I am deciding to write my fears and triumphs instead of on Facebook. Some of my so-called 'friends' over there are a little put off about my life... So I have decided to start using my Livejournal and telling 'them' to FUCK OFF!!!

On Wednesday Sept 13th I went to my dermatologist to have a mole under my eye checked out. She was not concerned, but did do some measurements and scheduled me for a follow-up on Oct 13th. as soon as she looked at the mole she said it had changed and she had me sign paperwork for her to remove it and send it off to pathology for testing. On Friday October 15th at 9:36am EST I received a call from her office with my test results...

The report was positive for Basal Cell Carcinoma... I had skin cancer... I was then informed that my doctor was not in the office that day and that when she came in on Monday she would refer me to a doctor for surgery.

HOW DARE THEY TELL ME THIS KIND OF NEWS OVER THE PHONE..... I WAS PISSED OFF.... I WAS SCARED SHITLESS.... This is one of my greatest fears.... to have a major health issue and I have no husband (he lives in Moorhead City, NC with his girlfriend) and no family (we have been estranged for many years, with no hope of reconcile)

I did get through the day with with support from my friends on facebook. They kept me sane and upbeat. I appreciate them. Though a couple of them were rude and just downright mean.... don't worry... they have been unfriended and blocked.
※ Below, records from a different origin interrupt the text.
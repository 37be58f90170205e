//! Tool lookup and execution errors.

use thiserror::Error;

/// Errors that can occur while creating or running a tool.
///
/// Every variant carries the tool type key so a failure can be traced back to
/// the registry entry that produced the tool.
#[derive(Debug, Clone, PartialEq, Eq, Error)]
pub enum ToolError {
    /// No factory is registered under the requested type key.
    #[error("unknown tool type '{tool_type}'")]
    UnknownType {
        /// The type key that was looked up
        tool_type: String,
    },

    /// The tool ran and reported a failure.
    #[error("tool '{tool_type}' execution failed: {message}")]
    ExecutionFailed {
        /// Type key of the failing tool
        tool_type: String,
        /// Error message reported by the tool
        message: String,
    },

    /// The tool rejected the parameters it was given.
    #[error("tool '{tool_type}' received invalid parameters: {reason}")]
    InvalidParameters {
        /// Type key of the rejecting tool
        tool_type: String,
        /// Why the parameters were rejected
        reason: String,
    },
}

impl ToolError {
    /// Create an UnknownType error for a type key with no registered factory.
    pub fn unknown_type(tool_type: impl Into<String>) -> Self {
        ToolError::UnknownType {
            tool_type: tool_type.into(),
        }
    }

    /// Create an ExecutionFailed error.
    pub fn execution_failed(tool_type: impl Into<String>, message: impl Into<String>) -> Self {
        ToolError::ExecutionFailed {
            tool_type: tool_type.into(),
            message: message.into(),
        }
    }

    /// Create an InvalidParameters error.
    pub fn invalid_parameters(tool_type: impl Into<String>, reason: impl Into<String>) -> Self {
        ToolError::InvalidParameters {
            tool_type: tool_type.into(),
            reason: reason.into(),
        }
    }

    /// Get the tool type key associated with this error.
    pub fn tool_type(&self) -> &str {
        match self {
            ToolError::UnknownType { tool_type }
            | ToolError::ExecutionFailed { tool_type, .. }
            | ToolError::InvalidParameters { tool_type, .. } => tool_type,
        }
    }
}

/// Result type alias for tool operations.
pub type ToolResult<T> = Result<T, ToolError>;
I will spend the next month sharing my research on this condition. Here is a small list of what I have learned so far...

1. Basal cell carcinoma is a slow-growing form of skin cancer.

2. Skin cancer is divided into two major groups: nonmelanoma and melanoma.

3. Basal cell carcinoma is a type of nonmelanoma skin cancer, and is the most common form of cancer in the United States.

4. According to the American Cancer Society, 75% of all skin cancers are basal cell carcinomas.

5. Basal cell skin cancer almost never spreads. But, if left untreated, it may grow into surrounding areas and nearby tissues and bone.

6. The rate of basal cell skin cancer returning is about 1% with Mohs surgery, and up to 10% for other forms of treatment.

7. Smaller basal cell carcinomas are less likely to come back than larger ones.

8. Basal cell carcinoma rarely spreads to other parts of the body.

Prognosis looks good for me.... it was a very small mole under my right eye. and when she removed it last week she said the area underneath look really good. So I am very hopeful.